=== Data section ===

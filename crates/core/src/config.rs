//! Store configuration
//!
//! Options fixed at construction time. Every field has a default, and
//! `#[serde(default)]` lets embedders load a partial config from their own
//! configuration files.

use crate::error::{Error, Result};
use serde::{Deserialize, Serialize};

/// Default label attached to log events
pub const DEFAULT_LABEL: &str = "layerkv";

/// Construction-time options for a transactional store
#[derive(Debug, Clone, PartialEq, Eq, Serialize, Deserialize)]
#[serde(default)]
pub struct StoreConfig {
    /// Name recorded in the `store` field of every log event
    pub label: String,

    /// Initial capacity of the base store (default: 0)
    pub base_capacity: usize,

    /// Initial capacity of each overlay pushed by `begin` (default: 0)
    pub overlay_capacity: usize,
}

impl Default for StoreConfig {
    fn default() -> Self {
        StoreConfig {
            label: DEFAULT_LABEL.to_string(),
            base_capacity: 0,
            overlay_capacity: 0,
        }
    }
}

impl StoreConfig {
    /// Set the log label
    pub fn with_label(mut self, label: impl Into<String>) -> Self {
        self.label = label.into();
        self
    }

    /// Set the base store's initial capacity
    pub fn with_base_capacity(mut self, capacity: usize) -> Self {
        self.base_capacity = capacity;
        self
    }

    /// Set each overlay's initial capacity
    pub fn with_overlay_capacity(mut self, capacity: usize) -> Self {
        self.overlay_capacity = capacity;
        self
    }

    /// Validate the configuration
    ///
    /// # Errors
    ///
    /// Returns `Error::InvalidConfig` if the label is empty or whitespace.
    pub fn validate(&self) -> Result<()> {
        if self.label.trim().is_empty() {
            return Err(Error::InvalidConfig(
                "label must not be empty".to_string(),
            ));
        }
        Ok(())
    }
}
//! Tagged records and lookup results
//!
//! Overlays never store sentinel text. Each key an overlay mentions maps to
//! a [`Record`]; keys it does not mention are simply missing from its map.
//! Reads report a [`Lookup`], which keeps "deleted here" apart from "never
//! mentioned".

use crate::types::Value;
use serde::{Deserialize, Serialize};

/// Write record held by a pending-change layer
#[derive(Debug, Clone, PartialEq, Eq, Serialize, Deserialize)]
pub enum Record {
    /// The key was set to this value within the layer
    Written(Value),
    /// The key was explicitly deleted within the layer
    Tombstoned,
}

impl Record {
    /// Returns true if this record is a tombstone
    pub fn is_tombstone(&self) -> bool {
        matches!(self, Record::Tombstoned)
    }

    /// The written value, or None for a tombstone
    pub fn value(&self) -> Option<&Value> {
        match self {
            Record::Written(v) => Some(v),
            Record::Tombstoned => None,
        }
    }

    /// Borrowing view of this record as a lookup result
    pub fn as_lookup(&self) -> Lookup<'_> {
        match self {
            Record::Written(v) => Lookup::Found(v),
            Record::Tombstoned => Lookup::Deleted,
        }
    }
}

impl From<Value> for Record {
    fn from(v: Value) -> Self {
        Record::Written(v)
    }
}

/// Resolution of a key against a layer or a whole store
#[derive(Debug, Clone, Copy, PartialEq, Eq)]
pub enum Lookup<'a> {
    /// A live value is visible
    Found(&'a Value),
    /// A tombstone decided the result; nothing is visible
    Deleted,
    /// Nothing is recorded for the key
    Absent,
}

impl<'a> Lookup<'a> {
    /// Collapse to the visible value, if any
    pub fn value(self) -> Option<&'a Value> {
        match self {
            Lookup::Found(v) => Some(v),
            Lookup::Deleted | Lookup::Absent => None,
        }
    }

    /// Returns true if a live value is visible
    pub fn is_found(&self) -> bool {
        matches!(self, Lookup::Found(_))
    }

    /// Returns true if the layer had any record for the key
    ///
    /// A decided lookup stops a top-down scan; an absent one defers to the
    /// layer below.
    pub fn is_decided(&self) -> bool {
        !matches!(self, Lookup::Absent)
    }
}

impl<'a> From<Option<&'a Value>> for Lookup<'a> {
    fn from(v: Option<&'a Value>) -> Self {
        match v {
            Some(v) => Lookup::Found(v),
            None => Lookup::Absent,
        }
    }
}
//! Error types for LayerKV
//!
//! This module defines all error types used throughout the system.
//! We use `thiserror` for automatic `Display` and `Error` trait implementations.
//!
//! Reads never fail: a missing key is a `None` result, not an error. The
//! only runtime failure is ending a transaction when none is open.

use thiserror::Error;

/// Result type alias for LayerKV operations
pub type Result<T> = std::result::Result<T, Error>;

/// Error types for LayerKV
#[derive(Debug, Clone, PartialEq, Eq, Error)]
pub enum Error {
    /// Commit or rollback requested with an empty overlay stack
    #[error("No active transaction to {operation}")]
    NoActiveTransaction {
        /// The operation that was attempted ("commit" or "rollback")
        operation: &'static str,
    },

    /// Store configuration rejected at construction
    #[error("Invalid configuration: {0}")]
    InvalidConfig(String),
}

impl Error {
    /// Returns true if this is a `NoActiveTransaction` error
    pub fn is_no_active_transaction(&self) -> bool {
        matches!(self, Error::NoActiveTransaction { .. })
    }
}
//! Core traits for layer abstraction
//!
//! `KvRead` is the read-only view shared by the base store and the full
//! transactional store. Callers that only read can take `&impl KvRead` and
//! stay agnostic of which layer they are looking at.

use crate::types::Value;

/// Read-only key-value view
pub trait KvRead {
    /// Get the visible value for `key`
    ///
    /// Returns None if the key is absent or deleted.
    fn get(&self, key: &str) -> Option<&Value>;

    /// Returns true if a value is visible for `key`
    fn contains_key(&self, key: &str) -> bool {
        self.get(key).is_some()
    }
}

===

- Work instruction -
A verbatim copy of every entry is needed.

- Your solution -
filename crates/core/src/config.rs
//! Store configuration
//!
//! Options fixed at construction time. Every field has a default, and
//! `#[serde(default)]` lets embedders load a partial config from their own
//! configuration files.

use crate::error::{Error, Result};
use serde::{Deserialize, Serialize};

/// Default label attached to log events
pub const DEFAULT_LABEL: &str = "layerkv";

/// Construction-time options for a transactional store
#[derive(Debug, Clone, PartialEq, Eq, Serialize, Deserialize)]
#[serde(default)]
pub struct StoreConfig {
    /// Name recorded in the `store` field of every log event
    pub label: String,

    /// Initial capacity of the base store (default: 0)
    pub base_capacity: usize,

    /// Initial capacity of each overlay pushed by `begin` (default: 0)
    pub overlay_capacity: usize,
}

impl Default for StoreConfig {
    fn default() -> Self {
        StoreConfig {
            label: DEFAULT_LABEL.to_string(),
            base_capacity: 0,
            overlay_capacity: 0,
        }
    }
}

impl StoreConfig {
    /// Set the log label
    pub fn with_label(mut self, label: impl Into<String>) -> Self {
        self.label = label.into();
        self
    }

    /// Set the base store's initial capacity
    pub fn with_base_capacity(mut self, capacity: usize) -> Self {
        self.base_capacity = capacity;
        self
    }

    /// Set each overlay's initial capacity
    pub fn with_overlay_capacity(mut self, capacity: usize) -> Self {
        self.overlay_capacity = capacity;
        self
    }

    /// Validate the configuration
    ///
    /// # Errors
    ///
    /// Returns `Error::InvalidConfig` if the label is empty or whitespace.
    pub fn validate(&self) -> Result<()> {
        if self.label.trim().is_empty() {
            return Err(Error::InvalidConfig(
                "label must not be empty".to_string(),
            ));
        }
        Ok(())
    }
}
//! Tagged records and lookup results
//!
//! Overlays never store sentinel text. Each key an overlay mentions maps to
//! a [`Record`]; keys it does not mention are simply missing from its map.
//! Reads report a [`Lookup`], which keeps "deleted here" apart from "never
//! mentioned".

use crate::types::Value;
use serde::{Deserialize, Serialize};

/// Write record held by a pending-change layer
#[derive(Debug, Clone, PartialEq, Eq, Serialize, Deserialize)]
pub enum Record {
    /// The key was set to this value within the layer
    Written(Value),
    /// The key was explicitly deleted within the layer
    Tombstoned,
}

impl Record {
    /// Returns true if this record is a tombstone
    pub fn is_tombstone(&self) -> bool {
        matches!(self, Record::Tombstoned)
    }

    /// The written value, or None for a tombstone
    pub fn value(&self) -> Option<&Value> {
        match self {
            Record::Written(v) => Some(v),
            Record::Tombstoned => None,
        }
    }

    /// Borrowing view of this record as a lookup result
    pub fn as_lookup(&self) -> Lookup<'_> {
        match self {
            Record::Written(v) => Lookup::Found(v),
            Record::Tombstoned => Lookup::Deleted,
        }
    }
}

impl From<Value> for Record {
    fn from(v: Value) -> Self {
        Record::Written(v)
    }
}

/// Resolution of a key against a layer or a whole store
#[derive(Debug, Clone, Copy, PartialEq, Eq)]
pub enum Lookup<'a> {
    /// A live value is visible
    Found(&'a Value),
    /// A tombstone decided the result; nothing is visible
    Deleted,
    /// Nothing is recorded for the key
    Absent,
}

impl<'a> Lookup<'a> {
    /// Collapse to the visible value, if any
    pub fn value(self) -> Option<&'a Value> {
        match self {
            Lookup::Found(v) => Some(v),
            Lookup::Deleted | Lookup::Absent => None,
        }
    }

    /// Returns true if a live value is visible
    pub fn is_found(&self) -> bool {
        matches!(self, Lookup::Found(_))
    }

    /// Returns true if the layer had any record for the key
    ///
    /// A decided lookup stops a top-down scan; an absent one defers to the
    /// layer below.
    pub fn is_decided(&self) -> bool {
        !matches!(self, Lookup::Absent)
    }
}

impl<'a> From<Option<&'a Value>> for Lookup<'a> {
    fn from(v: Option<&'a Value>) -> Self {
        match v {
            Some(v) => Lookup::Found(v),
            None => Lookup::Absent,
        }
    }
}
//! Error types for LayerKV
//!
//! This module defines all error types used throughout the system.
//! We use `thiserror` for automatic `Display` and `Error` trait implementations.
//!
//! Reads never fail: a missing key is a `None` result, not an error. The
//! only runtime failure is ending a transaction when none is open.

use thiserror::Error;

/// Result type alias for LayerKV operations
pub type Result<T> = std::result::Result<T, Error>;

/// Error types for LayerKV
#[derive(Debug, Clone, PartialEq, Eq, Error)]
pub enum Error {
    /// Commit or rollback requested with an empty overlay stack
    #[error("No active transaction to {operation}")]
    NoActiveTransaction {
        /// The operation that was attempted ("commit" or "rollback")
        operation: &'static str,
    },

    /// Store configuration rejected at construction
    #[error("Invalid configuration: {0}")]
    InvalidConfig(String),
}

impl Error {
    /// Returns true if this is a `NoActiveTransaction` error
    pub fn is_no_active_transaction(&self) -> bool {
        matches!(self, Error::NoActiveTransaction { .. })
    }
}
//! Core traits for layer abstraction
//!
//! `KvRead` is the read-only view shared by the base store and the full
//! transactional store. Callers that only read can take `&impl KvRead` and
//! stay agnostic of which layer they are looking at.

use crate::types::Value;

/// Read-only key-value view
pub trait KvRead {
    /// Get the visible value for `key`
    ///
    /// Returns None if the key is absent or deleted.
    fn get(&self, key: &str) -> Option<&Value>;

    /// Returns true if a value is visible for `key`
    fn contains_key(&self, key: &str) -> bool {
        self.get(key).is_some()
    }
}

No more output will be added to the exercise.